Aslan Kabilesi’nin insanları Su Yang’ın merhameti için yalvardı ama ne yazık ki Su Yang, yok ettiği düzinelerce kabilenin yalvarışlarını görmezden geldiği gibi onların tüm çığlıklarını da duymazdan geldi.
Su Yang Aslan Kabilesi’nden son kişiyi öldürmeyi bitirdiğinde, Şef Shi’nin tüm vücudu neredeyse siyaha bürünmüş, cehennem ateşinde yanmış gibi görünüyordu.
“Merak etmeyin, şu anda Aslan Kabilesi’nin içinde bulunan diğer adamlarınızı öldürmek için yolumdan sapmayacağım.”
“…”
Şef Shi, Su Yang’ın gözlerinin içine baktı; bakışları nefret, keder ve pişmanlıkla doluydu.
“Neden… bunu… yapıyorsun…?” Şef Shi vücudundaki son enerji damlasını da ona sormak için kullandı.
“Neden, ha…” Su Yang yüzünde bir gülümsemeyle sakince konuştu, “Çok basit – çünkü biri benden yardım istedi ve benim doğam güzel bir hanımefendinin yardım çığlığını görmezden gelmeme izin vermez, özellikle de gözlerinde yaş varken.”
Şef Shi’nin gözleri şok ve inançsızlıkla açılır.
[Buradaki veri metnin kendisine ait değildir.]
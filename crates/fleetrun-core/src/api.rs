//! Wire envelope and paths of the center HTTP API.

use serde::{Deserialize, Serialize};

/// Create one task host record.
pub const TASK_HOST_PATH: &str = "/v1/task/host";

/// Upsert a batch of task host records.
pub const TASK_HOSTS_UPSERT_PATH: &str = "/v1/task/hosts/upsert";

/// Report the outcome of an execution attempt.
pub const MARK_DONE_PATH: &str = "/v1/mark/done";

/// Move waiting hosts to running.
pub const TASK_HOSTS_RUN_PATH: &str = "/v1/task/hosts/run";

/// Stream output of a running host.
pub const TASK_HOST_OUTPUT_PATH: &str = "/v1/task/host/output";

/// Response envelope used by every center endpoint.
///
/// `err` is empty on success.
#[derive(Debug, Clone, PartialEq, Serialize, Deserialize)]
pub struct ApiResponse<T> {
    pub dat: Option<T>,
    #[serde(default)]
    pub err: String,
}

impl<T> ApiResponse<T> {
    /// Successful response carrying `dat`.
    pub fn ok(dat: T) -> Self {
        Self {
            dat: Some(dat),
            err: String::new(),
        }
    }

    /// Failed response.
    pub fn error(err: impl Into<String>) -> Self {
        Self {
            dat: None,
            err: err.into(),
        }
    }

    /// Returns true if the center reported an error.
    pub fn is_err(&self) -> bool {
        !self.err.is_empty()
    }
}

impl ApiResponse<()> {
    /// Successful response without payload.
    pub fn empty() -> Self {
        Self {
            dat: None,
            err: String::new(),
        }
    }
}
Su Yang’ın bütün bir kabileyi katletme sebebinin yalnızca bir kadını tatmin etmek olduğuna inanamıyordu.
“Aggh!”
Şef Shi bir ağız dolusu siyah kan öksürmeden ve yere yığılmadan önce aniden çığlık attı.
Şef Shi öldükten sonra Su Yang, Kara Ejder Baltası’nı Şef Shi’nin elinden çekip aldı ve saklama halkasının içine attı.
Ancak, daha kıpırdayamadan gökyüzünden bir figür indi ve tam önüne kondu.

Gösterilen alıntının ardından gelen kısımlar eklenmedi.